PROBLEM TO WORK ON
Counting every line in the records below that holds "format", give the total and add nothing.

-- DATA EXTRACT follows --

//
// Copyright (c) The Holo Core Contributors
//
// SPDX-License-Identifier: MIT
//

use std::net::{Ipv4Addr, Ipv6Addr};

use bytes::{Buf, Bytes};
use chrono::{DateTime, Utc};
use ipnetwork::{Ipv4Network, Ipv6Network};
use radius_utils::bytes::BytesExt;
use radius_utils::mac_addr::MacAddr;
use serde::{Deserialize, Serialize};

use crate::packet::consts::ABINARY_FILTER_LEN;
use crate::packet::dict::AttrType;
use crate::packet::error::{DecodeError, DecodeResult};

// Typed attribute value.
//
// One variant per leaf semantic type. Container types (TLV, VSA,
// struct, extended) never carry a value of their own; their children
// do.
#[derive(Clone, Debug, PartialEq)]
#[derive(Deserialize, Serialize)]
pub enum Value {
    String(String),
    Octets(Vec<u8>),
    Ipv4Addr(Ipv4Addr),
    Ipv6Addr(Ipv6Addr),
    Ipv4Prefix(Ipv4Network),
    Ipv6Prefix(Ipv6Network),
    Bool(bool),
    Uint8(u8),
    Uint16(u16),
    Uint32(u32),
    Uint64(u64),
    Int8(i8),
    Int16(i16),
    Int32(i32),
    Int64(i64),
    Float32(f32),
    Float64(f64),
    Date(DateTime<Utc>),
    TimeDelta(i32),
    Ethernet(MacAddr),
    Ifid([u8; 8]),
    Size(u64),
    Abinary(Vec<u8>),
}

// ===== impl Value =====

impl Value {
    // Returns the semantic type this value was decoded as.
    pub fn attr_type(&self) -> AttrType {
        match self {
            Value::String(_) => AttrType::String,
            Value::Octets(_) => AttrType::Octets,
            Value::Ipv4Addr(_) => AttrType::Ipv4Addr,
            Value::Ipv6Addr(_) => AttrType::Ipv6Addr,
            Value::Ipv4Prefix(_) => AttrType::Ipv4Prefix,
            Value::Ipv6Prefix(_) => AttrType::Ipv6Prefix,
            Value::Bool(_) => AttrType::Bool,
            Value::Uint8(_) => AttrType::Uint8,
            Value::Uint16(_) => AttrType::Uint16,
            Value::Uint32(_) => AttrType::Uint32,
            Value::Uint64(_) => AttrType::Uint64,
            Value::Int8(_) => AttrType::Int8,
            Value::Int16(_) => AttrType::Int16,
            Value::Int32(_) => AttrType::Int32,
            Value::Int64(_) => AttrType::Int64,
            Value::Float32(_) => AttrType::Float32,
            Value::Float64(_) => AttrType::Float64,
            Value::Date(_) => AttrType::Date,
            Value::TimeDelta(_) => AttrType::TimeDelta,
            Value::Ethernet(_) => AttrType::Ethernet,
            Value::Ifid(_) => AttrType::Ifid,
            Value::Size(_) => AttrType::Size,
            Value::Abinary(_) => AttrType::Abinary,
        }
    }

    // Parses a leaf value from network byte order. The caller has
    // already validated the value length against the per-type bounds.
    pub(crate) fn from_network(
        attr_type: AttrType,
        data: &[u8],
    ) -> DecodeResult<Value> {
        let mut buf = Bytes::copy_from_slice(data);
        let value = match attr_type {
            AttrType::String => {
                Value::String(String::from_utf8_lossy(data).to_string())
            }
            AttrType::Octets => Value::Octets(data.to_vec()),
            AttrType::Ipv4Addr => Value::Ipv4Addr(buf.try_get_ipv4()?),
            AttrType::Ipv6Addr => Value::Ipv6Addr(buf.try_get_ipv6()?),
            AttrType::Ipv4Prefix => parse_ipv4_prefix(data)?,
            AttrType::Ipv6Prefix => parse_ipv6_prefix(data)?,
            AttrType::Bool => Value::Bool(buf.try_get_u8()? != 0),
            AttrType::Uint8 => Value::Uint8(buf.try_get_u8()?),
            AttrType::Uint16 => Value::Uint16(buf.try_get_u16()?),
            AttrType::Uint32 => Value::Uint32(buf.try_get_u32()?),
            AttrType::Uint64 => Value::Uint64(buf.try_get_u64()?),
            AttrType::Int8 => Value::Int8(buf.try_get_i8()?),
            AttrType::Int16 => Value::Int16(buf.try_get_i16()?),
            AttrType::Int32 => Value::Int32(buf.try_get_i32()?),
            AttrType::Int64 => Value::Int64(buf.try_get_i64()?),
            AttrType::Float32 => Value::Float32(buf.try_get_f32()?),
            AttrType::Float64 => Value::Float64(buf.try_get_f64()?),
            AttrType::Date => {
                let secs = buf.try_get_u32()?;
                Value::Date(DateTime::from_timestamp(secs.into(), 0).unwrap())
            }
            AttrType::TimeDelta => Value::TimeDelta(buf.try_get_i32()?),
            AttrType::Ethernet => Value::Ethernet(MacAddr::try_get(&mut buf)?),
            AttrType::Ifid => {
                let mut bytes = [0; 8];
                buf.try_copy_to_slice(&mut bytes)?;
                Value::Ifid(bytes)
            }
            AttrType::Size => {
                // Variable 2-8 octet width, big-endian.
                let mut bytes = [0; 8];
                bytes[8 - data.len()..].copy_from_slice(data);
                Value::Size(u64::from_be_bytes(bytes))
            }
            AttrType::Abinary => {
                let mut filter = data.to_vec();
                filter.truncate(ABINARY_FILTER_LEN);
                Value::Abinary(filter)
            }
            AttrType::ComboIpAddr
            | AttrType::ComboIpPrefix
            | AttrType::Tlv
            | AttrType::Struct
            | AttrType::Vsa
            | AttrType::Vendor
            | AttrType::Extended => {
                // Container types are resolved by the dispatcher.
                unreachable!()
            }
        };

        Ok(value)
    }
}

// ===== helper functions =====

//
// Magic RADIUS format IPv4 prefix:
//
//  0                   1                   2                   3
//  0 1 2 3 4 5 6 7 8 9 0 1 2 3 4 5 6 7 8 9 0 1 2 3 4 5 6 7 8 9 0 1
// +-+-+-+-+-+-+-+-+-+-+-+-+-+-+-+-+-+-+-+-+-+-+-+-+-+-+-+-+-+-+-+-+
// |    Reserved   | Prefix-Length |  Prefix ...
// +-+-+-+-+-+-+-+-+-+-+-+-+-+-+-+-+-+-+-+-+-+-+-+-+-+-+-+-+-+-+-+-+
//      ... Prefix                 |
// +-+-+-+-+-+-+-+-+-+-+-+-+-+-+-+-+
//
// Address octets may be short and are zero-extended. Non-masked bits
// are not required to be zero.
//
fn parse_ipv4_prefix(data: &[u8]) -> DecodeResult<Value> {
    if data[0] != 0 {
        return Err(DecodeError::NonzeroReservedByte);
    }
    let plen = data[1] & 0x3f;
    if plen > 32 {
        return Err(DecodeError::InvalidPrefixLength(data[1]));
    }

    let mut octets = [0; 4];
    octets[..data.len() - 2].copy_from_slice(&data[2..]);
    let addr = Ipv4Addr::from(octets);
    let masked = Ipv4Network::new(addr, plen).unwrap().network();

    Ok(Value::Ipv4Prefix(Ipv4Network::new(masked, plen).unwrap()))
}

//
// Magic RADIUS format IPv6 prefix:
//
//   0                   1                   2                   3
//   0 1 2 3 4 5 6 7 8 9 0 1 2 3 4 5 6 7 8 9 0 1 2 3 4 5 6 7 8 9 0 1
//  +-+-+-+-+-+-+-+-+-+-+-+-+-+-+-+-+-+-+-+-+-+-+-+-+-+-+-+-+-+-+-+-+
//  |   Reserved    | Prefix-Length |  Prefix ...
//  +-+-+-+-+-+-+-+-+-+-+-+-+-+-+-+-+-+-+-+-+-+-+-+-+-+-+-+-+-+-+-+-+
//       ... Prefix (up to 16 octets) ...
//  +-+-+-+-+-+-+-+-+-+-+-+-+-+-+-+-+-+-+-+-+-+-+-+-+-+-+-+-+-+-+-+-+
//
// Non-masked bits MUST be zero.
//
fn parse_ipv6_prefix(data: &[u8]) -> DecodeResult<Value> {
    if data[0] != 0 {
        return Err(DecodeError::NonzeroReservedByte);
    }
    let plen = data[1];
    if plen > 128 {
        return Err(DecodeError::InvalidPrefixLength(plen));
    }
    // The present address octets must cover the prefix.
    if (plen as usize).div_ceil(8) > data.len() - 2 {
        return Err(DecodeError::InvalidPrefixLength(plen));
    }

    let mut octets = [0; 16];
    octets[..data.len() - 2].copy_from_slice(&data[2..]);
    let addr = Ipv6Addr::from(octets);
    let masked = Ipv6Network::new(addr, plen).unwrap().network();

    // The prefix data must be the same before and after masking.
    if masked.octets()[..data.len() - 2] != data[2..] {
        return Err(DecodeError::PrefixBitsMismatch);
    }

    Ok(Value::Ipv6Prefix(Ipv6Network::new(masked, plen).unwrap()))
}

-- DATA EXTRACT concluded --

WRITTEN REPLY
2